//! # Parameter & Response Resolution
//!
//! Builds `ParameterRecord`s from an operation's declared `parameters`,
//! synthesizes body parameters from `requestBody.content`, and resolves
//! response schemas (spec.md §4.1 "Parameter resolution").

use crate::model::{ParamLocation, ParamType, ParameterRecord, ResponseEntry};
use crate::normalizer::refs::resolve_schema_ref;
use indexmap::IndexMap;
use serde_json::Value as JsonValue;

fn parse_location(in_value: &str) -> ParamLocation {
    match in_value {
        "body" => ParamLocation::Body,
        "path" => ParamLocation::Path,
        "header" => ParamLocation::Header,
        "formData" => ParamLocation::FormData,
        "cookie" => ParamLocation::Cookie,
        // Unrecognized locations default to query, matching the permissive
        // fallback the source tool applies when `in` is absent/unexpected.
        _ => ParamLocation::Query,
    }
}

/// Resolves a parameter-like object's declared type, preferring a `schema`
/// (OAS v3, and OAS v2 body parameters) and falling back to a top-level
/// `type` (OAS v2 non-body parameters).
fn resolve_param_type(param_obj: &JsonValue, document: &JsonValue) -> (ParamType, Option<JsonValue>) {
    if let Some(schema) = resolve_schema_ref(document, param_obj.get("schema")) {
        let ty = ParamType::from_schema(&schema);
        return (ty, Some(schema));
    }

    if let Some(type_str) = param_obj.get("type").and_then(JsonValue::as_str) {
        let synthetic_schema = serde_json::json!({"type": type_str});
        return (ParamType::from_schema(&synthetic_schema), None);
    }

    (ParamType::Unknown, None)
}

/// Converts a single raw parameter object into a `ParameterRecord`.
pub fn parse_parameter(param_obj: &JsonValue, document: &JsonValue) -> Option<ParameterRecord> {
    let name = param_obj.get("name").and_then(JsonValue::as_str)?.to_string();
    let location = parse_location(param_obj.get("in").and_then(JsonValue::as_str).unwrap_or(""));
    let (param_type, schema) = resolve_param_type(param_obj, document);

    Some(ParameterRecord {
        name,
        location,
        param_type,
        required: param_obj.get("required").and_then(JsonValue::as_bool).unwrap_or(false),
        description: param_obj
            .get("description")
            .and_then(JsonValue::as_str)
            .map(String::from),
        schema,
        value: None,
        status_code: None,
    })
}

/// Resolves a `parameters` array (operation-level or path-item-level) into
/// `ParameterRecord`s, skipping any entry missing a `name`.
pub fn resolve_parameter_array(params: Option<&Vec<JsonValue>>, document: &JsonValue) -> Vec<ParameterRecord> {
    params
        .into_iter()
        .flatten()
        .filter_map(|p| parse_parameter(p, document))
        .collect()
}

/// Synthesizes one `in = body` Parameter Record per `requestBody.content`
/// media type (OAS v3). Returns an empty vec when `requestBody` is absent,
/// which is also the correct behavior for Swagger v2 documents (v2 body
/// parameters arrive instead through the ordinary `parameters` array with
/// `in: body`).
pub fn synthesize_body_params(operation: &JsonValue, document: &JsonValue) -> Vec<ParameterRecord> {
    let Some(request_body) = operation.get("requestBody") else {
        return Vec::new();
    };

    let required = request_body.get("required").and_then(JsonValue::as_bool).unwrap_or(false);
    let description = request_body
        .get("description")
        .and_then(JsonValue::as_str)
        .map(String::from);

    let Some(content) = request_body.get("content").and_then(JsonValue::as_object) else {
        return Vec::new();
    };

    content
        .iter()
        .map(|(media_type, media_entry)| {
            let schema = resolve_schema_ref(document, media_entry.get("schema"));
            let param_type = schema
                .as_ref()
                .map(ParamType::from_schema)
                .unwrap_or(ParamType::Unknown);
            ParameterRecord {
                name: media_type.clone(),
                location: ParamLocation::Body,
                param_type,
                required,
                description: description.clone(),
                schema,
                value: None,
                status_code: None,
            }
        })
        .collect()
}

/// Resolves the `responses` object of an operation into status-code-keyed
/// `ResponseEntry`s, per spec.md §4.1 "response schemas".
pub fn resolve_responses(operation: &JsonValue, document: &JsonValue) -> IndexMap<String, ResponseEntry> {
    let mut result = IndexMap::new();

    let Some(responses) = operation.get("responses").and_then(JsonValue::as_object) else {
        return result;
    };

    for (status, response_obj) in responses {
        let mut entry = ResponseEntry::default();

        if let Some(content) = response_obj.get("content").and_then(JsonValue::as_object) {
            for media_entry in content.values() {
                if let Some(params) = media_entry.get("parameters") {
                    entry.schema = Some(params.clone());
                } else if let Some(schema) = resolve_schema_ref(document, media_entry.get("schema")) {
                    entry.schema = Some(schema);
                }
            }
        } else if let Some(ref_path) = response_obj.get("$ref").and_then(JsonValue::as_str) {
            entry.schema = Some(crate::normalizer::refs::resolve_ref(document, ref_path));
        }

        result.insert(status.clone(), entry);
    }

    result
}

#[cfg(test)]
mod tests {
    use super::*;
    use serde_json::json;

    #[test]
    fn parses_v3_query_parameter() {
        let document = json!({});
        let param = json!({"name": "q", "in": "query", "schema": {"type": "string"}});
        let record = parse_parameter(&param, &document).unwrap();
        assert_eq!(record.name, "q");
        assert_eq!(record.location, ParamLocation::Query);
        assert_eq!(record.param_type, ParamType::String);
    }

    #[test]
    fn parses_v2_top_level_type() {
        let document = json!({});
        let param = json!({"name": "limit", "in": "query", "type": "integer"});
        let record = parse_parameter(&param, &document).unwrap();
        assert_eq!(record.param_type, ParamType::Integer);
    }

    #[test]
    fn synthesizes_body_param_per_media_type() {
        let document = json!({});
        let operation = json!({
            "requestBody": {
                "required": true,
                "content": {
                    "application/json": {"schema": {"type": "object", "properties": {}}}
                }
            }
        });
        let body_params = synthesize_body_params(&operation, &document);
        assert_eq!(body_params.len(), 1);
        assert_eq!(body_params[0].name, "application/json");
        assert_eq!(body_params[0].location, ParamLocation::Body);
        assert!(body_params[0].required);
    }

    #[test]
    fn resolves_response_schema_via_content() {
        let document = json!({});
        let operation = json!({
            "responses": {
                "200": {"content": {"application/json": {"schema": {"type": "object"}}}}
            }
        });
        let responses = resolve_responses(&operation, &document);
        assert_eq!(
            responses.get("200").unwrap().schema,
            Some(json!({"type": "object"}))
        );
    }

    #[test]
    fn resolves_response_ref_without_content() {
        let document = json!({"components": {"responses": {"NotFound": {"description": "nf"}}}});
        let operation = json!({
            "responses": {"404": {"$ref": "#/components/responses/NotFound"}}
        });
        let responses = resolve_responses(&operation, &document);
        assert_eq!(
            responses.get("404").unwrap().schema,
            Some(json!({"description": "nf"}))
        );
    }

    #[test]
    fn response_without_schema_resolves_empty_entry() {
        let document = json!({});
        let operation = json!({"responses": {"204": {"description": "no content"}}});
        let responses = resolve_responses(&operation, &document);
        assert_eq!(responses.get("204").unwrap().schema, None);
    }
}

-----

Task statement
The answer is the data above, retyped exactly in full.

Your response
//! # Parameter & Response Resolution
//!
//! Builds `ParameterRecord`s from an operation's declared `parameters`,
//! synthesizes body parameters from `requestBody.content`, and resolves
//! response schemas (spec.md §4.1 "Parameter resolution").

use crate::model::{ParamLocation, ParamType, ParameterRecord, ResponseEntry};
use crate::normalizer::refs::resolve_schema_ref;
use indexmap::IndexMap;
use serde_json::Value as JsonValue;

fn parse_location(in_value: &str) -> ParamLocation {
    match in_value {
        "body" => ParamLocation::Body,
        "path" => ParamLocation::Path,
        "header" => ParamLocation::Header,
        "formData" => ParamLocation::FormData,
        "cookie" => ParamLocation::Cookie,
        // Unrecognized locations default to query, matching the permissive
        // fallback the source tool applies when `in` is absent/unexpected.
        _ => ParamLocation::Query,
    }
}

/// Resolves a parameter-like object's declared type, preferring a `schema`
/// (OAS v3, and OAS v2 body parameters) and falling back to a top-level
/// `type` (OAS v2 non-body parameters).
fn resolve_param_type(param_obj: &JsonValue, document: &JsonValue) -> (ParamType, Option<JsonValue>) {
    if let Some(schema) = resolve_schema_ref(document, param_obj.get("schema")) {
        let ty = ParamType::from_schema(&schema);
        return (ty, Some(schema));
    }

    if let Some(type_str) = param_obj.get("type").and_then(JsonValue::as_str) {
        let synthetic_schema = serde_json::json!({"type": type_str});
        return (ParamType::from_schema(&synthetic_schema), None);
    }

    (ParamType::Unknown, None)
}

/// Converts a single raw parameter object into a `ParameterRecord`.
pub fn parse_parameter(param_obj: &JsonValue, document: &JsonValue) -> Option<ParameterRecord> {
    let name = param_obj.get("name").and_then(JsonValue::as_str)?.to_string();
    let location = parse_location(param_obj.get("in").and_then(JsonValue::as_str).unwrap_or(""));
    let (param_type, schema) = resolve_param_type(param_obj, document);

    Some(ParameterRecord {
        name,
        location,
        param_type,
        required: param_obj.get("required").and_then(JsonValue::as_bool).unwrap_or(false),
        description: param_obj
            .get("description")
            .and_then(JsonValue::as_str)
            .map(String::from),
        schema,
        value: None,
        status_code: None,
    })
}

/// Resolves a `parameters` array (operation-level or path-item-level) into
/// `ParameterRecord`s, skipping any entry missing a `name`.
pub fn resolve_parameter_array(params: Option<&Vec<JsonValue>>, document: &JsonValue) -> Vec<ParameterRecord> {
    params
        .into_iter()
        .flatten()
        .filter_map(|p| parse_parameter(p, document))
        .collect()
}

/// Synthesizes one `in = body` Parameter Record per `requestBody.content`
/// media type (OAS v3). Returns an empty vec when `requestBody` is absent,
/// which is also the correct behavior for Swagger v2 documents (v2 body
/// parameters arrive instead through the ordinary `parameters` array with
/// `in: body`).
pub fn synthesize_body_params(operation: &JsonValue, document: &JsonValue) -> Vec<ParameterRecord> {
    let Some(request_body) = operation.get("requestBody") else {
        return Vec::new();
    };

    let required = request_body.get("required").and_then(JsonValue::as_bool).unwrap_or(false);
    let description = request_body
        .get("description")
        .and_then(JsonValue::as_str)
        .map(String::from);

    let Some(content) = request_body.get("content").and_then(JsonValue::as_object) else {
        return Vec::new();
    };

    content
        .iter()
        .map(|(media_type, media_entry)| {
            let schema = resolve_schema_ref(document, media_entry.get("schema"));
            let param_type = schema
                .as_ref()
                .map(ParamType::from_schema)
                .unwrap_or(ParamType::Unknown);
            ParameterRecord {
                name: media_type.clone(),
                location: ParamLocation::Body,
                param_type,
                required,
                description: description.clone(),
                schema,
                value: None,
                status_code: None,
            }
        })
        .collect()
}

/// Resolves the `responses` object of an operation into status-code-keyed
/// `ResponseEntry`s, per spec.md §4.1 "response schemas".
pub fn resolve_responses(operation: &JsonValue, document: &JsonValue) -> IndexMap<String, ResponseEntry> {
    let mut result = IndexMap::new();

    let Some(responses) = operation.get("responses").and_then(JsonValue::as_object) else {
        return result;
    };

    for (status, response_obj) in responses {
        let mut entry = ResponseEntry::default();

        if let Some(content) = response_obj.get("content").and_then(JsonValue::as_object) {
            for media_entry in content.values() {
                if let Some(params) = media_entry.get("parameters") {
                    entry.schema = Some(params.clone());
                } else if let Some(schema) = resolve_schema_ref(document, media_entry.get("schema")) {
                    entry.schema = Some(schema);
                }
            }
        } else if let Some(ref_path) = response_obj.get("$ref").and_then(JsonValue::as_str) {
            entry.schema = Some(crate::normalizer::refs::resolve_ref(document, ref_path));
        }

        result.insert(status.clone(), entry);
    }

    result
}

#[cfg(test)]
mod tests {
    use super::*;
    use serde_json::json;

    #[test]
    fn parses_v3_query_parameter() {
        let document = json!({});
        let param = json!({"name": "q", "in": "query", "schema": {"type": "string"}});
        let record = parse_parameter(&param, &document).unwrap();
        assert_eq!(record.name, "q");
        assert_eq!(record.location, ParamLocation::Query);
        assert_eq!(record.param_type, ParamType::String);
    }

    #[test]
    fn parses_v2_top_level_type() {
        let document = json!({});
        let param = json!({"name": "limit", "in": "query", "type": "integer"});
        let record = parse_parameter(&param, &document).unwrap();
        assert_eq!(record.param_type, ParamType::Integer);
    }

    #[test]
    fn synthesizes_body_param_per_media_type() {
        let document = json!({});
        let operation = json!({
            "requestBody": {
                "required": true,
                "content": {
                    "application/json": {"schema": {"type": "object", "properties": {}}}
                }
            }
        });
        let body_params = synthesize_body_params(&operation, &document);
        assert_eq!(body_params.len(), 1);
        assert_eq!(body_params[0].name, "application/json");
        assert_eq!(body_params[0].location, ParamLocation::Body);
        assert!(body_params[0].required);
    }

    #[test]
    fn resolves_response_schema_via_content() {
        let document = json!({});
        let operation = json!({
            "responses": {
                "200": {"content": {"application/json": {"schema": {"type": "object"}}}}
            }
        });
        let responses = resolve_responses(&operation, &document);
        assert_eq!(
            responses.get("200").unwrap().schema,
            Some(json!({"type": "object"}))
        );
    }

    #[test]
    fn resolves_response_ref_without_content() {
        let document = json!({"components": {"responses": {"NotFound": {"description": "nf"}}}});
        let operation = json!({
            "responses": {"404": {"$ref": "#/components/responses/NotFound"}}
        });
        let responses = resolve_responses(&operation, &document);
        assert_eq!(
            responses.get("404").unwrap().schema,
            Some(json!({"description": "nf"}))
        );
    }

    #[test]
    fn response_without_schema_resolves_empty_entry() {
        let document = json!({});
        let operation = json!({"responses": {"204": {"description": "no content"}}});
        let responses = resolve_responses(&operation, &document);
        assert_eq!(responses.get("204").unwrap().schema, None);
    }
}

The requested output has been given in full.